[Stored records]

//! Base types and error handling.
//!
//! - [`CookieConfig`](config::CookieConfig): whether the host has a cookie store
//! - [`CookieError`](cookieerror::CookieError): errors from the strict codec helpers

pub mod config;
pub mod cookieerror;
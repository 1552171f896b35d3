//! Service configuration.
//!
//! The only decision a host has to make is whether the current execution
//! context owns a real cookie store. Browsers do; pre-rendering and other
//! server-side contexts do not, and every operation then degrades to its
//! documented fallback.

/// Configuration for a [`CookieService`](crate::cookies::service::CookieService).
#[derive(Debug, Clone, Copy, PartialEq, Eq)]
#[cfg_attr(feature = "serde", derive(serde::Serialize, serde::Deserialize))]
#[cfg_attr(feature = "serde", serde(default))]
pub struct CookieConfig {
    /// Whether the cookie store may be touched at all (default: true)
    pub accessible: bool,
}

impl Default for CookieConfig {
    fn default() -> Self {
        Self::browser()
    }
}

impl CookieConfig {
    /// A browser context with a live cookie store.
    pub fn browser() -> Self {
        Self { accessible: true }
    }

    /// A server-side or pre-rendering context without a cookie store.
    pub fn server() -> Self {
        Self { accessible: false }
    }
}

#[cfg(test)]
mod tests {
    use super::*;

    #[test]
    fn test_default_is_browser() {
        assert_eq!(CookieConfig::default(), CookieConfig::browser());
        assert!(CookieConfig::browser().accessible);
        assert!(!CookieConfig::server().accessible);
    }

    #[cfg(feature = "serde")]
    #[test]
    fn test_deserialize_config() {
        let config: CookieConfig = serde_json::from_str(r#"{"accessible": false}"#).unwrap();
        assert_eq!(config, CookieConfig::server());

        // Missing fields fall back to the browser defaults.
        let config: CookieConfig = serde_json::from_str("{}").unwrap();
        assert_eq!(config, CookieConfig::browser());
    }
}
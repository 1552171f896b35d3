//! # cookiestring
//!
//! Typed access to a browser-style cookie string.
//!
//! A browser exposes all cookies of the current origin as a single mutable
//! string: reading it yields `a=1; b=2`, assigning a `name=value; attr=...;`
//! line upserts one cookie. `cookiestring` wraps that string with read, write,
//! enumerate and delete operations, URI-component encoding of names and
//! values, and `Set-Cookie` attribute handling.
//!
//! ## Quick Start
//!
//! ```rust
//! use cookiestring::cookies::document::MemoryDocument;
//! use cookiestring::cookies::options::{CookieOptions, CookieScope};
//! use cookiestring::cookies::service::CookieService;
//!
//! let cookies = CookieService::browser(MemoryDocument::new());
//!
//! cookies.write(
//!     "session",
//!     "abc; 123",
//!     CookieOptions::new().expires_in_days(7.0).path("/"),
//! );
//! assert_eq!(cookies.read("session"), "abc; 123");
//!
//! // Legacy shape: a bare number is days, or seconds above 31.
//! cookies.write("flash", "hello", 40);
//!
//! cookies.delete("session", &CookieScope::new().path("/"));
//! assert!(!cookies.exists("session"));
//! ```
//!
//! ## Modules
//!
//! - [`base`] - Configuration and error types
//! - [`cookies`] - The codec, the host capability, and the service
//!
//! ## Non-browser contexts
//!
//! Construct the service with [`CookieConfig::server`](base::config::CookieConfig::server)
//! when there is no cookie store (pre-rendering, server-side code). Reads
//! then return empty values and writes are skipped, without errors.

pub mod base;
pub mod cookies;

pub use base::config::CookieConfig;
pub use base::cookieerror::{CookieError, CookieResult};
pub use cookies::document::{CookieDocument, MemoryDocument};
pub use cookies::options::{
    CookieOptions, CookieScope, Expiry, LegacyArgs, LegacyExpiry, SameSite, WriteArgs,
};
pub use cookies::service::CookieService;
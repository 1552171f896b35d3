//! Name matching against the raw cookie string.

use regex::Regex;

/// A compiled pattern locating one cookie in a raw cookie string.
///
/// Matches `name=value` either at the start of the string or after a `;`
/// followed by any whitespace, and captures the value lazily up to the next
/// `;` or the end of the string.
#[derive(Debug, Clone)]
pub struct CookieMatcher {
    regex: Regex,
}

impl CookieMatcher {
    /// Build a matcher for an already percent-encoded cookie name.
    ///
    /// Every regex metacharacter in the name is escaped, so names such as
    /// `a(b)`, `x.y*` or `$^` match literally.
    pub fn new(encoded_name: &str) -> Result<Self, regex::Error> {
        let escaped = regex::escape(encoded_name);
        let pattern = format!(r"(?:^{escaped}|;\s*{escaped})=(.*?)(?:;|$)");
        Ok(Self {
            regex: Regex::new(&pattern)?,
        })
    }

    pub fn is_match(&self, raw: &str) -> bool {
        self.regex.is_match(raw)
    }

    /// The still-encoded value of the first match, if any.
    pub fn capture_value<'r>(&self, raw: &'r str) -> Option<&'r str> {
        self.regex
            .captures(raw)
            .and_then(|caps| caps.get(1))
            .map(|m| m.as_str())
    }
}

▶ [TASK PROMPT]: Bring together each line above where the string "true" turns up.

▶ [WRITTEN RESPONSE]:
    /// Whether the cookie store may be touched at all (default: true)
        Self { accessible: true }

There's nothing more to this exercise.